The major difference between the Poisson distribution and the normal distribution is that the Poisson distribution is discrete whereas the normal distribution is continuous. If the mean of the Poisson distribution becomes larger, then the Poisson distribution is similar to the normal distribution.

### Are the mean and variance of the Poisson distribution the same?

The mean and the variance of the Poisson distribution are the same, which is equal to the average number of successes that occur in the given interval of time.

### Mention the three important constraints in Poisson distribution.

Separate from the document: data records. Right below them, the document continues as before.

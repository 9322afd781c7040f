//! Free-form and structured postal addresses.

use super::error::PropertyError;
use serde::{Deserialize, Serialize};
use serde_json::Value;
use std::fmt;

/// The semantic type a structured address field must hold.
#[derive(Debug, Clone, Copy, PartialEq, Eq, Hash, Serialize, Deserialize)]
pub enum FieldKind {
    Integer,
    Text,
}

impl fmt::Display for FieldKind {
    fn fmt(&self, f: &mut fmt::Formatter<'_>) -> fmt::Result {
        match self {
            FieldKind::Integer => f.write_str("integer"),
            FieldKind::Text => f.write_str("text"),
        }
    }
}

#[derive(Debug, Clone, Copy, PartialEq, Eq, Hash, PartialOrd, Ord, Serialize, Deserialize)]
#[serde(rename_all = "snake_case")]
pub enum AddressField {
    StreetNumber,
    StreetName,
    UnitNumber,
    City,
    State,
    Province,
    Region,
    ZipCode,
    Country,
}

/// Every key a structured address may carry, with the kind its value must have.
pub static ADDRESS_FIELDS: [(AddressField, &str, FieldKind); 9] = [
    (AddressField::StreetNumber, "street_number", FieldKind::Integer),
    (AddressField::StreetName, "street_name", FieldKind::Text),
    (AddressField::UnitNumber, "unit_number", FieldKind::Integer),
    (AddressField::City, "city", FieldKind::Text),
    (AddressField::State, "state", FieldKind::Text),
    (AddressField::Province, "province", FieldKind::Text),
    (AddressField::Region, "region", FieldKind::Text),
    (AddressField::ZipCode, "zip_code", FieldKind::Text),
    (AddressField::Country, "country", FieldKind::Text),
];

impl AddressField {
    pub fn from_key(key: &str) -> Option<Self> {
        ADDRESS_FIELDS
            .iter()
            .find(|(_, k, _)| *k == key)
            .map(|(field, _, _)| *field)
    }

    pub fn key(self) -> &'static str {
        self.entry().1
    }

    pub fn kind(self) -> FieldKind {
        self.entry().2
    }

    fn entry(self) -> &'static (AddressField, &'static str, FieldKind) {
        // The table lists the variants in declaration order.
        &ADDRESS_FIELDS[self as usize]
    }
}

/// A postal address broken into its whitelisted parts. Any subset may be present.
#[derive(Debug, Clone, Default, PartialEq, Eq, Serialize, Deserialize)]
#[serde(deny_unknown_fields)]
pub struct StructuredAddress {
    #[serde(default, skip_serializing_if = "Option::is_none")]
    pub street_number: Option<i64>,
    #[serde(default, skip_serializing_if = "Option::is_none")]
    pub street_name: Option<String>,
    #[serde(default, skip_serializing_if = "Option::is_none")]
    pub unit_number: Option<i64>,
    #[serde(default, skip_serializing_if = "Option::is_none")]
    pub city: Option<String>,
    #[serde(default, skip_serializing_if = "Option::is_none")]
    pub state: Option<String>,
    #[serde(default, skip_serializing_if = "Option::is_none")]
    pub province: Option<String>,
    #[serde(default, skip_serializing_if = "Option::is_none")]
    pub region: Option<String>,
    #[serde(default, skip_serializing_if = "Option::is_none")]
    pub zip_code: Option<String>,
    #[serde(default, skip_serializing_if = "Option::is_none")]
    pub country: Option<String>,
}

/// Storage for one field, typed by the kind of value it holds.
enum Slot<'a> {
    Integer(&'a mut Option<i64>),
    Text(&'a mut Option<String>),
}

impl StructuredAddress {
    /// Validates a loosely-typed key/value record.
    ///
    /// Unknown keys are reported together before any value is type-checked.
    pub fn from_record<'a, I>(record: I) -> Result<Self, PropertyError>
    where
        I: IntoIterator<Item = (&'a str, &'a Value)>,
    {
        let entries: Vec<(&str, &Value)> = record.into_iter().collect();

        let invalid: Vec<String> = entries
            .iter()
            .filter(|(key, _)| AddressField::from_key(key).is_none())
            .map(|(key, _)| key.to_string())
            .collect();
        if !invalid.is_empty() {
            return Err(PropertyError::InvalidAddressKeys(invalid));
        }

        let mut address = StructuredAddress::default();
        for (key, value) in entries {
            // Filtered above.
            let Some(field) = AddressField::from_key(key) else { continue };
            let type_error = |expected| PropertyError::AddressFieldType { key: field.key(), expected };
            match address.slot(field) {
                Slot::Integer(slot) => {
                    *slot = Some(value.as_i64().ok_or_else(|| type_error(FieldKind::Integer))?);
                }
                Slot::Text(slot) => {
                    *slot = Some(value.as_str().ok_or_else(|| type_error(FieldKind::Text))?.to_string());
                }
            }
        }
        Ok(address)
    }

    fn slot(&mut self, field: AddressField) -> Slot<'_> {
        match field {
            AddressField::StreetNumber => Slot::Integer(&mut self.street_number),
            AddressField::UnitNumber => Slot::Integer(&mut self.unit_number),
            AddressField::StreetName => Slot::Text(&mut self.street_name),
            AddressField::City => Slot::Text(&mut self.city),
            AddressField::State => Slot::Text(&mut self.state),
            AddressField::Province => Slot::Text(&mut self.province),
            AddressField::Region => Slot::Text(&mut self.region),
            AddressField::ZipCode => Slot::Text(&mut self.zip_code),
            AddressField::Country => Slot::Text(&mut self.country),
        }
    }

    pub fn is_empty(&self) -> bool {
        *self == StructuredAddress::default()
    }
}

/// An address given either as one line of text or as a structured record.
#[derive(Debug, Clone, PartialEq, Eq, Serialize, Deserialize)]
#[serde(untagged)]
pub enum Address {
    Text(String),
    Structured(StructuredAddress),
}

impl Address {
    /// Classifies a loosely-typed value. `null` is handled by the caller as "absent".
    pub fn from_value(value: &Value) -> Result<Self, PropertyError> {
        match value {
            Value::String(s) => Ok(Address::Text(s.clone())),
            Value::Object(map) => {
                StructuredAddress::from_record(map.iter().map(|(k, v)| (k.as_str(), v)))
                    .map(Address::Structured)
            }
            _ => Err(PropertyError::AddressShape),
        }
    }
}

impl From<StructuredAddress> for Address {
    fn from(value: StructuredAddress) -> Self {
        Address::Structured(value)
    }
}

The three important constraints used in Poisson distribution are:

The number of trials (n) tends to infinity

The probability of success (p) tends to zero

np=1, which is finite.

**Poisson Distribution Example**

The average number of homes sold by the Acme Realty company is 2 homes per day. What is the probability that exactly 3 homes will be sold tomorrow?

*Solution:* This is a Poisson experiment in which we know the following:

- μ = 2; since 2 homes are sold per day, on average.
- x = 3; since we want to find the likelihood that 3 homes will be sold tomorrow.
- e = 2.71828; since
*e*is a constant equal to approximately 2.71828.

We plug these values into the Poisson formula as follows:

P(*x*; μ) = (e^{-μ}) (μ^{x}) / x!

P(3; 2) = (2.71828^{-2}) (2^{3}) / 3!

P(3; 2) = (0.13534) (8) / 6

P(3; 2) = 0.180

Thus, the probability of selling 3 homes tomorrow is 0.180 .

## Cumulative Poisson Probability

A **cumulative Poisson probability** refers to the probability that the Poisson random variable is greater than some specified lower limit and less than some specified upper limit.

**Cumulative Poisson Example**

Suppose the average number of lions seen on a 1-day safari is 5. What is the probability that tourists will see fewer than four lions on the next 1-day safari?

*Solution:* This is a Poisson experiment in which we know the following:

- μ = 5; since 5 lions are seen per safari, on average.
- x = 0, 1, 2, or 3; since we want to find the likelihood that tourists will see fewer than 4 lions; that is, we want the probability that they will see 0, 1, 2, or 3 lions.
- e = 2.71828; since
*e*is a constant equal to approximately 2.71828.

To solve this problem, we need to find the probability that tourists will see 0, 1, 2, or 3 lions. Thus, we need to calculate the sum of four probabilities: P(0; 5) + P(1; 5) + P(2; 5) + P(3; 5). To compute this sum, we use the Poisson formula:

P(x < 3, 5) = P(0; 5) + P(1; 5) + P(2; 5) + P(3; 5)

P(x < 3, 5) = [ (e^{-5})(5^{0}) / 0! ] + [ (e^{-5})(5^{1}) / 1! ] + [ (e^{-5})(5^{2}) / 2! ] + [ (e^{-5})(5^{3}) / 3! ]

P(x < 3, 5) = [ (0.006738)(1) / 1 ] + [ (0.006738)(5) / 1 ] + [ (0.006738)(25) / 2 ] + [ (0.006738)(125) / 6 ]

P(x < 3, 5) = [ 0.0067 ] + [ 0.03369 ] + [ 0.084224 ] + [ 0.140375 ]

P(x < 3, 5) = 0.2650

Thus, the probability of seeing at no more than 3 lions is 0.2650.